(Beginning of Dataset)

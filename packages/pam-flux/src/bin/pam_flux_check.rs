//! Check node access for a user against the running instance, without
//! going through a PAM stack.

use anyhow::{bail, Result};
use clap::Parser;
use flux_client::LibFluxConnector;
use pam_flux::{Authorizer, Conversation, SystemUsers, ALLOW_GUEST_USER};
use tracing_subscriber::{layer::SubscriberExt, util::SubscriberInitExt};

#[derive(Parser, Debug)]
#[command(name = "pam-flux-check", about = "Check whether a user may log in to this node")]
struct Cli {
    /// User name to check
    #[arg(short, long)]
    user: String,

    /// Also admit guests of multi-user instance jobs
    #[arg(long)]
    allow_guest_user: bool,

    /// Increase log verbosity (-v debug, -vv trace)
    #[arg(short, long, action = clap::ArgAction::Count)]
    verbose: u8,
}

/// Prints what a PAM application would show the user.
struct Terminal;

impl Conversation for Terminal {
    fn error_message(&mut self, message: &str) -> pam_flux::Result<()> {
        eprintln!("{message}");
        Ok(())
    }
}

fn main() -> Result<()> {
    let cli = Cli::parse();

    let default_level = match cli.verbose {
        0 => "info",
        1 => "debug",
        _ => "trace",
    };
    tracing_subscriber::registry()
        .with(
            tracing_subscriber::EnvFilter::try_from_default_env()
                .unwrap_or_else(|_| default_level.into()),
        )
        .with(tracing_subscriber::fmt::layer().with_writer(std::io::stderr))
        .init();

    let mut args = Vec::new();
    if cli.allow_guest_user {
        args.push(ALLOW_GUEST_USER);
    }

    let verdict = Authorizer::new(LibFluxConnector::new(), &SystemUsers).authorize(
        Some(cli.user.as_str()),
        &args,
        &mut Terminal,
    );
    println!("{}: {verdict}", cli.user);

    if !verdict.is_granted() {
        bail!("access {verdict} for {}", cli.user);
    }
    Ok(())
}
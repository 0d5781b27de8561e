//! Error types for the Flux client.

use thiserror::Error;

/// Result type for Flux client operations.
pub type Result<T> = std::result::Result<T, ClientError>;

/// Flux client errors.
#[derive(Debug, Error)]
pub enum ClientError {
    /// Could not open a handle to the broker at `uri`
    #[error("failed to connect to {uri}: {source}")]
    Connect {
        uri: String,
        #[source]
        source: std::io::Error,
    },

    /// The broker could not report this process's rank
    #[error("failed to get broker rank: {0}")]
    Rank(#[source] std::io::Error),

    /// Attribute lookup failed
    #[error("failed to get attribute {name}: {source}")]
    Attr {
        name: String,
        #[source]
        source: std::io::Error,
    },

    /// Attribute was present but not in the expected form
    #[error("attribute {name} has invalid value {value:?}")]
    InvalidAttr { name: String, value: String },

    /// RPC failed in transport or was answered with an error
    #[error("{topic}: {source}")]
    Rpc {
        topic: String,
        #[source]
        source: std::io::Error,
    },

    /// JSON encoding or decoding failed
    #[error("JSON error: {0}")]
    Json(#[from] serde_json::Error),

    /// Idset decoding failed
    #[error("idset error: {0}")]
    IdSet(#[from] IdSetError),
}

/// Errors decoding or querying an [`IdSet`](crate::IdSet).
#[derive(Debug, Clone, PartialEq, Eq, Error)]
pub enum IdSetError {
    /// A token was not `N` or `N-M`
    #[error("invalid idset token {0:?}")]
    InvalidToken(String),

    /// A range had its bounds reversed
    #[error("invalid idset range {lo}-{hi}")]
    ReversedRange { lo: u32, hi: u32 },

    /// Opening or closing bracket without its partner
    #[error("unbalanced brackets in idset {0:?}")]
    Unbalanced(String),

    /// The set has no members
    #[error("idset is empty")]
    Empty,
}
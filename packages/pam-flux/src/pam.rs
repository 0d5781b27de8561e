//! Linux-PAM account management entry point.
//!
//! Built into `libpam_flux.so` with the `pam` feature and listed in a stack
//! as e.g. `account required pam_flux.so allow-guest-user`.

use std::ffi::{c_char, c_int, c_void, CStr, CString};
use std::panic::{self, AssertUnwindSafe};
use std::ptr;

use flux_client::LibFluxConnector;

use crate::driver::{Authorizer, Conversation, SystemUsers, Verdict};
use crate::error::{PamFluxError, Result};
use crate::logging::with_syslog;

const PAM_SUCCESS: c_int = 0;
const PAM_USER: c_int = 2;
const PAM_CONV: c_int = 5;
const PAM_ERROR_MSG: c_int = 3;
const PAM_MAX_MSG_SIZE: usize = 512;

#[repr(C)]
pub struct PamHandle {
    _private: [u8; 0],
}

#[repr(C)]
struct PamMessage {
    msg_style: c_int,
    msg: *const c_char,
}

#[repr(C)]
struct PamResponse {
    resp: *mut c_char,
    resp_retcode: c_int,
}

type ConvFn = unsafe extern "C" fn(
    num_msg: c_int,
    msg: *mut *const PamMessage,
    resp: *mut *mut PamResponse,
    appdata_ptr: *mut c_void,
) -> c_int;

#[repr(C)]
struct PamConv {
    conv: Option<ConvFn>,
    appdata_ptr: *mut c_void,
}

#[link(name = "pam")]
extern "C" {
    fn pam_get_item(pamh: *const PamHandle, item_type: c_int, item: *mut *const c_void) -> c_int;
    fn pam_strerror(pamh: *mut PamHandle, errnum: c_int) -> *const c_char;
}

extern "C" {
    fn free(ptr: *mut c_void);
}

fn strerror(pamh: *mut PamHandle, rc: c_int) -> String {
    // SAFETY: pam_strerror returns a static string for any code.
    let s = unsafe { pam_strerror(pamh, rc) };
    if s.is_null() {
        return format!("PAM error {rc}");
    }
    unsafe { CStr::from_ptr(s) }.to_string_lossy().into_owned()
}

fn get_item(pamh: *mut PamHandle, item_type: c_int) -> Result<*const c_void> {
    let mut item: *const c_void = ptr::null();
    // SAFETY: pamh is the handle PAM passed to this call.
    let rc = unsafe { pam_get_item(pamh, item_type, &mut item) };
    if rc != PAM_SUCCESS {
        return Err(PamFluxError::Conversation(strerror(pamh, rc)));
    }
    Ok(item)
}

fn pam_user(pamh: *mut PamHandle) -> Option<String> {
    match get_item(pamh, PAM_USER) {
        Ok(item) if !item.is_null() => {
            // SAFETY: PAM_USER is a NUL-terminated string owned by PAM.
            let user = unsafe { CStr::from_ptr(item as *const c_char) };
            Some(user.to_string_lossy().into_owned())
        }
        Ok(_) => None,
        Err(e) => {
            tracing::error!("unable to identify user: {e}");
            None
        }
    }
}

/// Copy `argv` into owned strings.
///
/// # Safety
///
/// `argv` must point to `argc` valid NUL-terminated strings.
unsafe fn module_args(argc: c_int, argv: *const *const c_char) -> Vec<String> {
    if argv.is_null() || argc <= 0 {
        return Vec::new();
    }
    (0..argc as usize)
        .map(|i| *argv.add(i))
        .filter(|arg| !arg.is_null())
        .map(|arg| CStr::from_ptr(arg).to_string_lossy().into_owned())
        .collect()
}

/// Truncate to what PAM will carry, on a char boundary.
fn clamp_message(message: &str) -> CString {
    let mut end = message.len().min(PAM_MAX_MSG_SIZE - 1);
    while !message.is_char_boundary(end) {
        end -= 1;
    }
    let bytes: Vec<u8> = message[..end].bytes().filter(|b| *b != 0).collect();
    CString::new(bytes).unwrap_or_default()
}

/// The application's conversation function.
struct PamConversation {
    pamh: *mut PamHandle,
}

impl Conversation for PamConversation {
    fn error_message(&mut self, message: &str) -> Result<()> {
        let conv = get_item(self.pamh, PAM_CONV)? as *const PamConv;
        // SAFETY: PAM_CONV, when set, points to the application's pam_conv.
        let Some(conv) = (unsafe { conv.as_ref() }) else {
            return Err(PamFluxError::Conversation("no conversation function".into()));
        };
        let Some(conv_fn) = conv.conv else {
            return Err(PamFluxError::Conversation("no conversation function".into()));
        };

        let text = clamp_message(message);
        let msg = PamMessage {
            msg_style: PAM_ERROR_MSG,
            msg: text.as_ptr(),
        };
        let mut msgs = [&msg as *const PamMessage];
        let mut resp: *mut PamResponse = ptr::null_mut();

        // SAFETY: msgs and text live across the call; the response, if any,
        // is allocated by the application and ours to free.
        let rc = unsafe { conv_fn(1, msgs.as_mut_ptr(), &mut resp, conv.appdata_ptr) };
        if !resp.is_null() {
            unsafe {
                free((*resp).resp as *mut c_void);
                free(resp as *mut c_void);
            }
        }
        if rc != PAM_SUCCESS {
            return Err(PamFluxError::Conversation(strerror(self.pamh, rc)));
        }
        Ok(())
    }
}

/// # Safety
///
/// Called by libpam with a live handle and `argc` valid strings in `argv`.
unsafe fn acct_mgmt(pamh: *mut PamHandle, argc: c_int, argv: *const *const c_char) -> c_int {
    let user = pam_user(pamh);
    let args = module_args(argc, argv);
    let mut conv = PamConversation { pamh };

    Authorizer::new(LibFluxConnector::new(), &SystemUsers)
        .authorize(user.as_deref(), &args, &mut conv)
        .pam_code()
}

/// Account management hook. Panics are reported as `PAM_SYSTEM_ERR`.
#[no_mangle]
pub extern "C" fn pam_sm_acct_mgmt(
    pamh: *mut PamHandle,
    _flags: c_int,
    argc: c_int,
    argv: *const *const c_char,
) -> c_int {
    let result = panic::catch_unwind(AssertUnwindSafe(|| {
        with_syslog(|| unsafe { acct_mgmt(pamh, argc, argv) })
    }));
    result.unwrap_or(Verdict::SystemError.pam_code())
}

(End of Dataset)

## Exercise goal:
Output the material above exactly, but only from the line that carries "to connect to" through the line that carries "use crate::logging::with_syslog;".

## Solution for this exercise:
    #[error("failed to connect to {uri}: {source}")]
    Connect {
        uri: String,
        #[source]
        source: std::io::Error,
    },

    /// The broker could not report this process's rank
    #[error("failed to get broker rank: {0}")]
    Rank(#[source] std::io::Error),

    /// Attribute lookup failed
    #[error("failed to get attribute {name}: {source}")]
    Attr {
        name: String,
        #[source]
        source: std::io::Error,
    },

    /// Attribute was present but not in the expected form
    #[error("attribute {name} has invalid value {value:?}")]
    InvalidAttr { name: String, value: String },

    /// RPC failed in transport or was answered with an error
    #[error("{topic}: {source}")]
    Rpc {
        topic: String,
        #[source]
        source: std::io::Error,
    },

    /// JSON encoding or decoding failed
    #[error("JSON error: {0}")]
    Json(#[from] serde_json::Error),

    /// Idset decoding failed
    #[error("idset error: {0}")]
    IdSet(#[from] IdSetError),
}

/// Errors decoding or querying an [`IdSet`](crate::IdSet).
#[derive(Debug, Clone, PartialEq, Eq, Error)]
pub enum IdSetError {
    /// A token was not `N` or `N-M`
    #[error("invalid idset token {0:?}")]
    InvalidToken(String),

    /// A range had its bounds reversed
    #[error("invalid idset range {lo}-{hi}")]
    ReversedRange { lo: u32, hi: u32 },

    /// Opening or closing bracket without its partner
    #[error("unbalanced brackets in idset {0:?}")]
    Unbalanced(String),

    /// The set has no members
    #[error("idset is empty")]
    Empty,
}
filename packages/pam-flux/src/pam.rs
repository 0d5781b27de8561e
//! Linux-PAM account management entry point.
//!
//! Built into `libpam_flux.so` with the `pam` feature and listed in a stack
//! as e.g. `account required pam_flux.so allow-guest-user`.

use std::ffi::{c_char, c_int, c_void, CStr, CString};
use std::panic::{self, AssertUnwindSafe};
use std::ptr;

use flux_client::LibFluxConnector;

use crate::driver::{Authorizer, Conversation, SystemUsers, Verdict};
use crate::error::{PamFluxError, Result};
use crate::logging::with_syslog;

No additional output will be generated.